Sama jednak przyznała, iż cieszy ją bardzo zmiana, którą zaobserwowała przy okazji kolejnych brązowych krążków LN.
- Wiecie, najfajniejsze jest to, iż ten brąz nie wywołuje już takiego efektu "wow". Pojawia się raczej stwierdzenie: trzeci brąz z rzędu, może byście coś innego wygrały. Ja się bardzo cieszę, bo gdyby ktoś kiedyś powiedział, iż Polki zdobędą brąz LN, to reakcją byłoby sceptyczne "Tak, na pewno". Więc to super, iż te oczekiwania wobec nas są coraz większe i iż nikt nie jest już bardzo zaskoczony tym, iż zdobywamy ten brąz - analizowała 29-latka.

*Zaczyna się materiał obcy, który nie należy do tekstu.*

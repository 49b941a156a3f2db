use std::path::Path;
use std::sync::atomic::{AtomicBool, Ordering};
use std::sync::mpsc::Sender;
use std::sync::{Mutex, MutexGuard, PoisonError};

use super::assay_table::AssayTable;
use super::command::{Command, CounterCommand};
use super::config::Config;
use super::error::ReferenceError;
use super::export_session::ExportSession;
use super::formula::FormulaSet;
use super::message::Notice;
use super::notifier::Notifier;
use super::process::process_export_with_retry;
use super::transform::References;

/// What the caller should do after a command
#[derive(Debug, Clone, Copy, PartialEq, Eq)]
pub enum Outcome {
    Continue,
    Restart,
    Quit,
}

/// Load the assay table and formula workbook named in the config
pub fn load_references(config: &Config) -> Result<References, ReferenceError> {
    let assays = AssayTable::new(&config.assay_table_path)?;
    spdlog::info!(
        "Loaded {} assays from {}",
        assays.len(),
        config.assay_table_path.display()
    );
    let formulas = FormulaSet::new(&config.formula_workbook_path)?;
    spdlog::info!(
        "Loaded formulas from {}",
        config.formula_workbook_path.display()
    );
    Ok(References { assays, formulas })
}

pub fn help_text() -> String {
    [
        "Monitors Qiaxcel and Viia7 and notifies when runs complete.",
        "Files with your username always generate a notification.",
        "",
        "  q / v           Toggle notifying on every Qiaxcel / Viia7 run",
        "  q3 / v3         Notify on the 3rd Qiaxcel / Viia7 run from now",
        "  hide q/v        Show or hide Qiaxcel / Viia7 events",
        "  mine            Only display your own events (Toggle)",
        "  all             Display all events",
        "  auto            Auto export processing (Toggle)",
        "  <path>          Process an export file",
        "  multi           Put the following exports in one workbook (Toggle)",
        "  done            Stop multi export",
        "  last            Add the next export to the last workbook",
        "  to file <path>  Add the next export to the given workbook",
        "  restart         Restart the folder watcher",
        "  quit            Exit",
    ]
    .join("\n")
}

/// State shared by the watch thread and the command loop
#[derive(Debug)]
pub struct AppContext {
    pub config: Config,
    pub refs: References,
    pub notifier: Notifier,
    session: Mutex<ExportSession>,
    auto_export: AtomicBool,
    stopping: AtomicBool,
    notices: Sender<Notice>,
}

impl AppContext {
    pub fn new(config: Config, refs: References, notices: Sender<Notice>) -> Self {
        let notifier = Notifier::new(&config.login());
        let auto_export = AtomicBool::new(config.auto_export);
        Self {
            config,
            refs,
            notifier,
            session: Mutex::new(ExportSession::default()),
            auto_export,
            stopping: AtomicBool::new(false),
            notices,
        }
    }

    /// Pass a notice on to whoever prints them. Nothing is lost but the message if the
    /// printer has gone away
    pub fn notify(&self, notice: Notice) {
        if let Err(e) = self.notices.send(notice) {
            spdlog::warn!("Notice dropped, nobody is listening: {:?}", e.0);
        }
    }

    fn session(&self) -> MutexGuard<'_, ExportSession> {
        self.session.lock().unwrap_or_else(PoisonError::into_inner)
    }

    pub fn is_auto_export(&self) -> bool {
        self.auto_export.load(Ordering::SeqCst)
    }

    pub fn set_auto_export(&self, on: bool) -> Notice {
        self.auto_export.store(on, Ordering::SeqCst);
        Notice::AutoExport(on)
    }

    pub fn toggle_auto_export(&self) -> Notice {
        let on = !self.auto_export.fetch_xor(true, Ordering::SeqCst);
        Notice::AutoExport(on)
    }

    pub fn is_stopping(&self) -> bool {
        self.stopping.load(Ordering::SeqCst)
    }

    pub fn request_stop(&self) {
        self.stopping.store(true, Ordering::SeqCst);
    }

    /// Export one file to wherever the session says, and report how it went
    pub fn export_file(&self, path: &Path) -> Notice {
        // Held for the whole export so two exports can't race for one destination
        let mut session = self.session();
        let destination = session.destination();
        let result = process_export_with_retry(
            path,
            &self.refs,
            &self.config.user_tokens(),
            destination.as_deref(),
            &self.config.retry,
        );
        match result {
            Ok(written) => {
                session.record(&written.output);
                Notice::ExportComplete {
                    output: written.output,
                    sheet: written.sheet,
                    rows: written.rows,
                    appended: written.appended,
                }
            }
            Err(e) => {
                spdlog::error!("Export of {} failed: {}", path.display(), e);
                Notice::ExportFailed {
                    file: path.display().to_string(),
                    reason: e.to_string(),
                }
            }
        }
    }

    /// Carry out a command typed by the user
    pub fn execute(&self, command: Command) -> (Outcome, Vec<Notice>) {
        spdlog::debug!("Executing {:?}", command);
        let notices = match command {
            Command::Export(path) => vec![self.export_file(&path)],
            Command::UserOnly => vec![self.notifier.toggle_user_only()],
            Command::ShowAll => vec![self.notifier.show_all()],
            Command::AutoExport => vec![self.toggle_auto_export()],
            Command::MultiOff => vec![self.session().multi_off()],
            Command::MultiToggle => vec![self.session().toggle_multi()],
            Command::LastFile => vec![self.session().last_file()],
            Command::ToFile(path) => vec![self.session().to_file(&path)],
            Command::Counters(counters) => counters
                .into_iter()
                .map(|c| match c {
                    CounterCommand::SetCount(instrument, count) => {
                        self.notifier.set_count(instrument, count)
                    }
                    CounterCommand::ToggleShow(instrument) => self.notifier.toggle_show(instrument),
                })
                .collect(),
            Command::Help => vec![Notice::Info(help_text())],
            Command::Restart => {
                return (
                    Outcome::Restart,
                    vec![Notice::Info(String::from("Restarting the watcher..."))],
                )
            }
            Command::Quit => {
                self.request_stop();
                return (Outcome::Quit, vec![Notice::Info(String::from("bye!"))]);
            }
        };
        (Outcome::Continue, notices)
    }
}

#[cfg(test)]
pub(crate) mod testing {
    use super::*;
    use std::sync::mpsc::Receiver;

    /// A context with inline references and a channel to inspect
    pub fn context(config: Config) -> (AppContext, Receiver<Notice>) {
        let refs = References {
            assays: AssayTable::default(),
            formulas: FormulaSet::from_formulas("=F3", "=K3", "=Q3"),
        };
        let (tx, rx) = std::sync::mpsc::channel();
        (AppContext::new(config, refs, tx), rx)
    }
}

#[cfg(test)]
mod tests {
    use super::testing::context;
    use super::*;
    use crate::export_file::fixtures::{export_text, scenario_rows};
    use crate::notifier::Instrument;
    use std::path::PathBuf;

    fn config() -> Config {
        Config {
            user: Some(String::from("jb40")),
            retry: crate::config::RetryPolicy {
                max_attempts: 1,
                delay_ms: 1,
            },
            ..Default::default()
        }
    }

    #[test]
    fn test_counter_commands() {
        let (ctx, _rx) = context(config());
        let (outcome, notices) = ctx.execute(Command::parse("v3").unwrap());
        assert_eq!(outcome, Outcome::Continue);
        assert_eq!(
            notices,
            vec![Notice::CounterSetting {
                instrument: Instrument::Viia7,
                count: 3
            }]
        );
        assert_eq!(ctx.notifier.snapshot(Instrument::Viia7).count(), 3);

        let (_, notices) = ctx.execute(Command::parse("hide q").unwrap());
        assert_eq!(
            notices,
            vec![Notice::ShowSetting {
                instrument: Instrument::Qiaxcel,
                show: false
            }]
        );
    }

    #[test]
    fn test_toggles_and_outcomes() {
        let (ctx, _rx) = context(config());
        assert!(ctx.is_auto_export());
        assert_eq!(ctx.execute(Command::AutoExport).1, vec![Notice::AutoExport(false)]);
        assert!(!ctx.is_auto_export());
        assert_eq!(ctx.set_auto_export(true), Notice::AutoExport(true));
        assert!(ctx.is_auto_export());
        assert_eq!(ctx.execute(Command::UserOnly).1, vec![Notice::UserOnly(true)]);
        assert_eq!(ctx.execute(Command::Restart).0, Outcome::Restart);
        assert!(!ctx.is_stopping());
        assert_eq!(ctx.execute(Command::Quit).0, Outcome::Quit);
        assert!(ctx.is_stopping());
    }

    #[test]
    fn test_multi_export_session() {
        let dir = tempfile::tempdir().unwrap();
        let text = export_text("actb", "control_het", &scenario_rows(), '\t');
        let a = dir.path().join("C000011111_jb40_Export.txt");
        let b = dir.path().join("C000022222_jb40_Export.txt");
        std::fs::write(&a, &text).unwrap();
        std::fs::write(&b, &text).unwrap();

        let (ctx, _rx) = context(config());
        ctx.execute(Command::MultiToggle);
        let (_, first) = ctx.execute(Command::Export(a.clone()));
        let (_, second) = ctx.execute(Command::Export(b.clone()));

        let combined = dir.path().join("C000011111_jb40_Export.xlsx");
        assert!(matches!(&first[0], Notice::ExportComplete { appended: false, .. }));
        match &second[0] {
            Notice::ExportComplete {
                output,
                sheet,
                appended,
                ..
            } => {
                assert_eq!(output, &combined);
                assert_eq!(sheet, "C000022222_Export_jb40");
                assert!(*appended);
            }
            other => panic!("unexpected notice {other:?}"),
        }
        assert!(!dir.path().join("C000022222_jb40_Export.xlsx").exists());

        let (_, notices) = ctx.execute(Command::LastFile);
        assert_eq!(notices, vec![Notice::NextDestination(combined)]);
    }

    #[test]
    fn test_failed_export_is_a_notice() {
        let (ctx, _rx) = context(config());
        let (outcome, notices) = ctx.execute(Command::Export(PathBuf::from("/no/such/export.txt")));
        assert_eq!(outcome, Outcome::Continue);
        assert!(matches!(&notices[0], Notice::ExportFailed { .. }));
    }

    #[test]
    fn test_missing_references_are_reported() {
        let result = load_references(&Config::default());
        assert!(matches!(result, Err(ReferenceError::AssayError(_))));
    }
}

Po czym, oceniając szanse na przerwanie brązowej passy nawiązała do serii siatkarek Developresu Rzeszów. Te przez pięć lat z rzędu zdobywały wicemistrzostwo Polski, by wreszcie za szóstym podejściem zdobyć upragniony i wyczekiwany tytuł.
- Mam nadzieję, iż my nie będziemy tyle czekać. Ale może mamy za dużo "Rysic" w zespole - rzuciła ze śmiechem Smarzek.